Pavlidou Efterpi, Ramachandran Vijaya, Govender Veronica, Wilson Clare, Das Rini, Vlachou Victoria, Pavlou Evangelos, Saggar Anand, Mankad Kshitij, Kinali Maria
Department of Paediatric Neurology, Chelsea and Westminster NHS Foundation Trust, London, United Kingdom.
South West Thames Regional Genetics Laboratory, St George's Hospital, NHS Foundation Trust, London, United Kingdom.
Brain Dev. 2017 Mar;39(3):271-274. doi: 10.1016/j.braindev.2016.09.012. Epub 2016 Oct 25.

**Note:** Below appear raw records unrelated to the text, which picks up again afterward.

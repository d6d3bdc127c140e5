/// Everything the user can ask the TUI to do, already decoded from raw
/// terminal input by [`crate::input::map_event`].
#[derive(Debug, Clone, PartialEq, Eq)]
pub enum Action {
    // Navigation
    MoveUp,
    MoveDown,
    PageUp,
    PageDown,
    GoTop,
    GoBottom,
    /// Enter in normal mode: select document / open directory / start composing.
    DrillIn,
    /// Esc in normal mode: dismiss banner, close overlay, leave picker.
    NavigateBack,
    CycleFocus,

    // Documents
    AddFiles,
    ToggleSelect,
    FetchByKey,

    // Chat
    Compose,
    NewChat,
    CopyLastAnswer,
    Export,

    // Text input
    TextInput(char),
    Paste(String),
    Backspace,
    DeleteForward,
    CursorLeft,
    CursorRight,
    CursorHome,
    CursorEnd,
    InputConfirm,
    InputCancel,

    // Global
    ToggleHelp,
    CycleTheme,
    SaveConfig,
    Quit,
    ForceQuit,
    Resize(u16, u16),
    Tick,
    None,
}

Pelizaeus-Merzbacher disease (PMD) is a rare, X-linked disorder characterized by hypomyelination of the Central Nervous System due to mutations in the PLP1 gene. Certain mutations of the PLP1 gene correlate with specific clinical phenotypes and neuroimaging findings. We herein report a novel mutation of the PLP1 gene in two siblings with PMD associated with a rare and protean neuroimaging finding of optic nerve enlargement. To the best of our knowledge this is the first time that this novel mutation H133P of PLP1 gene is identified and clinically associated with optic nerve enlargement in PMD patients.
佩利措伊斯-梅茨巴赫病(PMD)是一种罕见的X连锁疾病,其特征是由于PLP1基因突变导致中枢神经系统髓鞘形成不足。PLP1基因的某些突变与特定的临床表型和神经影像学表现相关。我们在此报告PLP1基因的一种新突变,该突变存在于两名患有PMD的兄弟姐妹中,伴有视神经增粗这一罕见且多变的神经影像学表现。据我们所知,这是首次鉴定出PLP1基因的这种新突变H133P,并在临床上发现其与PMD患者的视神经增粗有关。